JULES HOEPTING
Managing Editor
This is the satire section of the paper, but everything I am about to tell you is totally true — not exaggerated at all. Really. As one of the head editors, I deemed this topic too comical to put in any other section.
All summer, I gave campus tours, showcasing a shell of a campus with lots of obstructive construction.
On June 18, I noticed four huge grey capital sans-serif letters spelling the word “FRED” in front of the William’s Center.
“Spiffy,” I thought to myself.
The following week, I led prospective students through the ghost town university and came back to find the sign was blue. Additionally, support beams had been added to the back of the letters.
“Pop of color. Nice,” I thought to myself.
Then they had to repaint the letters because the blue wasn’t dark enough, or something like that.
At one point in the painting process, the letters were all scratched up because they placed the letters on bumpy concrete while the paint was drying.
At one point there were a bunch of bugs stuck on the paint. You know, because it’s summer, and insects are ubiquitous.
At one point a painter came up to me and asked me where he could access water in the William’s Center — if there was some sort of hose or something. Something to do with washing paint. If you look closely, there is blue paint on one of the William’s Center bathroom stalls.*
Then the bubbles started to emerge on the surface of the letters, looking like the skin of a spokesperson for Proactive before face-tuned photos. Everytime I passed those letters I felt inclined to pop the bubbles. A few weeks passed and I passed an employee living out my fantasy.

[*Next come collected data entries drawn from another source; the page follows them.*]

//! Month grid: which days to show for a displayed month and how many events
//! each one has.

use chrono::{Datelike, Days, Months, NaiveDate, Weekday};
use serde::{Deserialize, Serialize};

use crate::persist::Storage;
use crate::store::EventStore;

/// First column of the grid.
#[derive(Debug, Clone, Copy, PartialEq, Eq, Default, Serialize, Deserialize)]
#[serde(rename_all = "lowercase")]
pub enum WeekStart {
    #[default]
    Sunday,
    Monday,
}

impl WeekStart {
    /// Column index of `weekday` in a grid starting on this day.
    fn column(self, weekday: Weekday) -> u64 {
        let offset = match self {
            WeekStart::Sunday => weekday.num_days_from_sunday(),
            WeekStart::Monday => weekday.num_days_from_monday(),
        };
        u64::from(offset)
    }

    pub fn weekday_labels(self) -> [&'static str; 7] {
        match self {
            WeekStart::Sunday => ["Sun", "Mon", "Tue", "Wed", "Thu", "Fri", "Sat"],
            WeekStart::Monday => ["Mon", "Tue", "Wed", "Thu", "Fri", "Sat", "Sun"],
        }
    }
}

/// One cell of the grid.
#[derive(Debug, Clone, PartialEq, Eq)]
pub struct GridDay {
    pub date: NaiveDate,
    /// False for the leading and trailing days borrowed from neighbouring
    /// months.
    pub in_month: bool,
    pub is_today: bool,
    pub event_count: usize,
}

/// The month currently on display.
#[derive(Debug, Clone, Copy, PartialEq, Eq)]
pub struct MonthView {
    first: NaiveDate,
    week_start: WeekStart,
}

impl MonthView {
    /// The month containing `date`.
    pub fn containing(date: NaiveDate, week_start: WeekStart) -> Self {
        MonthView {
            first: date - Days::new(u64::from(date.day0())),
            week_start,
        }
    }

    pub fn new(year: i32, month: u32, week_start: WeekStart) -> Option<Self> {
        let first = NaiveDate::from_ymd_opt(year, month, 1)?;
        Some(MonthView { first, week_start })
    }

    pub fn first_day(&self) -> NaiveDate {
        self.first
    }

    pub fn last_day(&self) -> NaiveDate {
        self.next().first.pred_opt().unwrap_or(self.first)
    }

    pub fn week_start(&self) -> WeekStart {
        self.week_start
    }

    /// Stays put at the edge of the representable calendar.
    pub fn next(&self) -> Self {
        MonthView {
            first: self.first.checked_add_months(Months::new(1)).unwrap_or(self.first),
            week_start: self.week_start,
        }
    }

    pub fn previous(&self) -> Self {
        MonthView {
            first: self.first.checked_sub_months(Months::new(1)).unwrap_or(self.first),
            week_start: self.week_start,
        }
    }

    /// e.g. "May 2024"
    pub fn title(&self) -> String {
        self.first.format("%B %Y").to_string()
    }

    pub fn weekday_labels(&self) -> [&'static str; 7] {
        self.week_start.weekday_labels()
    }

    /// First and last day shown: whole weeks covering the month.
    pub fn grid_range(&self) -> (NaiveDate, NaiveDate) {
        let first = self.first;
        let last = self.last_day();

        let lead = self.week_start.column(first.weekday());
        let trail = 6 - self.week_start.column(last.weekday());

        let start = first.checked_sub_days(Days::new(lead)).unwrap_or(first);
        let end = last.checked_add_days(Days::new(trail)).unwrap_or(last);
        (start, end)
    }

    /// Every cell of the grid, row by row, with event counts from `store`.
    pub fn days<S: Storage>(&self, store: &EventStore<S>, today: NaiveDate) -> Vec<GridDay> {
        let (start, end) = self.grid_range();
        let counts = store.count_by_date(start, end);

        start
            .iter_days()
            .take_while(|date| *date <= end)
            .map(|date| GridDay {
                date,
                in_month: date.month() == self.first.month() && date.year() == self.first.year(),
                is_today: date == today,
                event_count: counts.get(&date).copied().unwrap_or(0),
            })
            .collect()
    }
}
use anyhow::Result;
use daybook_core::EventStore;
use daybook_core::persist::Storage;

use super::warn_if_unsaved;

pub fn run<S: Storage>(store: &mut EventStore<S>) -> Result<()> {
    let count = store.len();
    warn_if_unsaved(store.clear());
    println!("Removed {} {}", count, if count == 1 { "event" } else { "events" });
    Ok(())
}
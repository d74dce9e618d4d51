use anyhow::Result;
use daybook_core::draft::{EventDraft, SubmitError};
use chrono::NaiveDate;
use daybook_core::persist::Storage;
use daybook_core::{Event, EventStore};
use owo_colors::OwoColorize;

use super::{parse_date, warn_if_unsaved};
use crate::render;

pub fn run<S: Storage>(
    store: &mut EventStore<S>,
    date: &str,
    name: String,
    start: String,
    end: String,
    description: Option<String>,
    color: Option<String>,
) -> Result<()> {
    let date = parse_date(date)?;

    let draft = EventDraft {
        name,
        date,
        start_time: start,
        end_time: end,
        description: description.unwrap_or_default(),
        color,
    };

    // Show the day as it looks after the change
    let subscription = store.subscribe(move |events| println!("{}", listing_for(date, events)));
    let result = draft.submit(store);
    store.unsubscribe(subscription);

    match result {
        Ok(id) => {
            println!("{}", format!("Added event {id}").green());
            Ok(())
        }
        Err(SubmitError::NotSaved { source, .. }) => {
            warn_if_unsaved::<()>(Err(source));
            Ok(())
        }
        Err(SubmitError::Invalid(err)) => anyhow::bail!("{err}"),
    }
}

/// The day listing for `date` within a full event collection.
fn listing_for(date: NaiveDate, events: &[Event]) -> String {
    let on_day: Vec<&Event> = events.iter().filter(|e| e.is_on(date)).collect();
    render::day_listing(date, &on_day)
}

Then the students came, scaring away locals who walk their dogs on campus in the summer. The students climbed up those letters and posed all cute and took pictures and posted those pictures online. Now the whole world can know they were at “FRED”: an inelegant abbreviation for “Fredonia” which reads odd out of context.
You went to Fred? You climbed on top of Fred? Why have I never met this Fred?
To be frank, I don’t dislike the sign. It was created as a part of a promotional campaign for the college and I think the sign really encompasses Fredonia’s essence. Take that as you will.
*There is no evidence the blue paint on the bathroom stall is from the sign.